Économie de fonctionnalité Car Sharing, Motorisation électrique

III.5. Économie de fonctionnalité : Car Sharing Clubs
Pour parvenir véritablement à diminuer les incidences du système actuel de transport individuel, il convient à notre avis de le modifier plus profondément que par le simple changement du mode de propulsion et du modèle commercial. Un certain nombre d’initiatives issues d’abord d’autres domaines d’activité que celui des transports et que les économistes appellent « économie de fonctionnalité » sont apparues ces dernières années [Buclet, 2005]. Selon les partisans de cette solution, les entreprises, plutôt que de vendre des objets, devraient vendre des services tout en restant propriétaires des objets qu’elles mettent à disposition. Car ce qui devrait intéresser le consommateur en premier lieu, ce n’est pas la possession d’un objet mais bien le service que celui-ci peut lui rendre.166 L’utilité première d’un objet est indépendant de sa possession et réside dans le service qu’il rend à celui qui l’utilise. Acheter une voiture n’est pas intéressant en soi, ce qui est intéressant c’est ce qu’on peut en faire, c’est-à-dire pouvoir se déplacer. Dès lors on pourrait en théorie satisfaire les besoins avec moins d’objets (puisqu’un même objet pourrait être utilisé alternativement par différents utilisateurs), ce qui diminuerait les impacts liés à la production. Par ailleurs, cela pousserait aussi les producteurs à mettre sur le marché des objets plus durables et rendrait caduque la tentation de l’obsolescence programmée167 : il serait dans l’intérêt des producteurs de fabriquer des objets qui ont une longue durée de vie puisque leurs revenus seraient liés à l’usage plutôt qu’à la vente d’objets. Enfin, il leur sera aussi indispensable de prévoir l’ensemble des coûts du cycle de vie des objets, et donc aussi la fin de vie qui est souvent négligée par les producteurs. De plus, en faisant payer l’usage plutôt que la propriété, on fait réfléchir l’utilisateur à l’opportunité de chacune de ses utilisations d’un objet et la rationalisation de son comportement est récompensée.

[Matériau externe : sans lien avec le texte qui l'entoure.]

use std::str::FromStr;

use serde_json::Value;
use tabguard_core::{TabId, WindowId};
use thiserror::Error;

#[derive(Debug, Clone, PartialEq)]
pub enum ShellCommand {
    Open { target: WindowTarget, pinned: bool },
    Close { tab_id: TabId },
    Focus { window_id: WindowId },
    Badge { enabled: bool },
    Set { key: String, value: Value },
    Show,
    Quit,
}

#[derive(Debug, Clone, Copy, PartialEq, Eq)]
pub enum WindowTarget {
    Focused,
    New,
    Existing(WindowId),
}

#[derive(Debug, Clone, PartialEq, Eq, Error)]
pub enum CommandError {
    #[error("empty command")]
    Empty,
    #[error("unknown command: {0}")]
    Unknown(String),
    #[error("{command}: missing {argument}")]
    MissingArgument {
        command: &'static str,
        argument: &'static str,
    },
    #[error("{command}: unexpected argument {argument:?}")]
    UnexpectedArgument {
        command: &'static str,
        argument: String,
    },
    #[error("not a number: {0:?}")]
    InvalidNumber(String),
}

impl FromStr for ShellCommand {
    type Err = CommandError;

    fn from_str(line: &str) -> Result<Self, Self::Err> {
        let line = line.trim();
        let (name, rest) = match line.split_once(char::is_whitespace) {
            Some((name, rest)) => (name, rest.trim()),
            None => (line, ""),
        };
        let mut args = rest.split_whitespace();

        let command = match name {
            "" => return Err(CommandError::Empty),
            "open" => {
                let mut target = WindowTarget::Focused;
                let mut pinned = false;
                for arg in args.by_ref() {
                    match arg {
                        "pinned" => pinned = true,
                        "new" => target = WindowTarget::New,
                        other => target = WindowTarget::Existing(WindowId(parse_id(other)?)),
                    }
                }
                Self::Open { target, pinned }
            }
            "close" => Self::Close {
                tab_id: TabId(required_id(args.next(), "close", "tab id")?),
            },
            "focus" => Self::Focus {
                window_id: WindowId(required_id(args.next(), "focus", "window id")?),
            },
            "badge" => {
                let enabled = match args.next() {
                    Some("on") => true,
                    Some("off") => false,
                    Some(other) => {
                        return Err(CommandError::UnexpectedArgument {
                            command: "badge",
                            argument: other.to_owned(),
                        })
                    }
                    None => {
                        return Err(CommandError::MissingArgument {
                            command: "badge",
                            argument: "on|off",
                        })
                    }
                };
                Self::Badge { enabled }
            }
            "set" => {
                let (key, raw) = match rest.split_once(char::is_whitespace) {
                    Some((key, raw)) => (key, raw.trim()),
                    None if rest.is_empty() => {
                        return Err(CommandError::MissingArgument {
                            command: "set",
                            argument: "key",
                        })
                    }
                    None => {
                        return Err(CommandError::MissingArgument {
                            command: "set",
                            argument: "value",
                        })
                    }
                };
                // Bare text is taken as a string so templates need no quoting.
                let value = serde_json::from_str(raw).unwrap_or_else(|_| Value::from(raw));
                return Ok(Self::Set {
                    key: key.to_owned(),
                    value,
                });
            }
            "show" => Self::Show,
            "quit" | "exit" => Self::Quit,
            other => return Err(CommandError::Unknown(other.to_owned())),
        };

        if let Some(extra) = args.next() {
            return Err(CommandError::UnexpectedArgument {
                command: command.name(),
                argument: extra.to_owned(),
            });
        }
        Ok(command)
    }
}

impl ShellCommand {
    fn name(&self) -> &'static str {
        match self {
            Self::Open { .. } => "open",
            Self::Close { .. } => "close",
            Self::Focus { .. } => "focus",
            Self::Badge { .. } => "badge",
            Self::Set { .. } => "set",
            Self::Show => "show",
            Self::Quit => "quit",
        }
    }
}

fn required_id(
    arg: Option<&str>,
    command: &'static str,
    argument: &'static str,
) -> Result<u64, CommandError> {
    let arg = arg.ok_or(CommandError::MissingArgument { command, argument })?;
    parse_id(arg)
}

fn parse_id(arg: &str) -> Result<u64, CommandError> {
    arg.parse()
        .map_err(|_| CommandError::InvalidNumber(arg.to_owned()))
}

#[cfg(test)]
mod tests {
    use serde_json::json;

    use super::*;

    fn parse(line: &str) -> Result<ShellCommand, CommandError> {
        line.parse()
    }

    #[test]
    fn parses_open_variants() {
        assert_eq!(
            parse("open"),
            Ok(ShellCommand::Open {
                target: WindowTarget::Focused,
                pinned: false
            })
        );
        assert_eq!(
            parse("open 2 pinned"),
            Ok(ShellCommand::Open {
                target: WindowTarget::Existing(WindowId(2)),
                pinned: true
            })
        );
        assert_eq!(
            parse("  open new "),
            Ok(ShellCommand::Open {
                target: WindowTarget::New,
                pinned: false
            })
        );
    }

    #[test]
    fn parses_set_with_json_or_bare_text() {
        assert_eq!(
            parse("set maxTotal 4"),
            Ok(ShellCommand::Set {
                key: "maxTotal".to_owned(),
                value: json!(4)
            })
        );
        assert_eq!(
            parse("set alertMessage Limit: {which}/{maxWhich}"),
            Ok(ShellCommand::Set {
                key: "alertMessage".to_owned(),
                value: json!("Limit: {which}/{maxWhich}")
            })
        );
        assert_eq!(
            parse("set displayAlert false"),
            Ok(ShellCommand::Set {
                key: "displayAlert".to_owned(),
                value: json!(false)
            })
        );
    }

    #[test]
    fn parses_simple_commands() {
        assert_eq!(
            parse("close 7"),
            Ok(ShellCommand::Close { tab_id: TabId(7) })
        );
        assert_eq!(
            parse("focus 3"),
            Ok(ShellCommand::Focus {
                window_id: WindowId(3)
            })
        );
        assert_eq!(parse("badge off"), Ok(ShellCommand::Badge { enabled: false }));
        assert_eq!(parse("show"), Ok(ShellCommand::Show));
        assert_eq!(parse("exit"), Ok(ShellCommand::Quit));
    }

    #[test]
    fn reports_bad_input() {
        assert_eq!(parse("   "), Err(CommandError::Empty));
        assert_eq!(parse("reload"), Err(CommandError::Unknown("reload".to_owned())));
        assert_eq!(
            parse("close"),
            Err(CommandError::MissingArgument {
                command: "close",
                argument: "tab id"
            })
        );
        assert_eq!(
            parse("close x"),
            Err(CommandError::InvalidNumber("x".to_owned()))
        );
        assert_eq!(
            parse("show all"),
            Err(CommandError::UnexpectedArgument {
                command: "show",
                argument: "all".to_owned()
            })
        );
        assert_eq!(
            parse("set maxTotal"),
            Err(CommandError::MissingArgument {
                command: "set",
                argument: "value"
            })
        );
    }
}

Il existe déjà des exemples qui se rapprochent du modèle d’économie de fonctionnalité dans le domaine du transport individuel motorisé et qu’on peut regrouper sous le nom de « voitures partagées » ou Car Sharing Clubs. Le système est assez simple : les membres peuvent louer pour un temps défini à l’avance une voiture et l’utiliser comme bon leur semble avant de la restituer en général au lieu où elle a été empruntée, ce qui la rend disponible pour un nouvel emprunteur. Les véhicules sont disponibles en quelques exemplaires à des « stations » localisées à des endroits stratégiques, principalement en ville, où la densité de la population donne tout son sens au système.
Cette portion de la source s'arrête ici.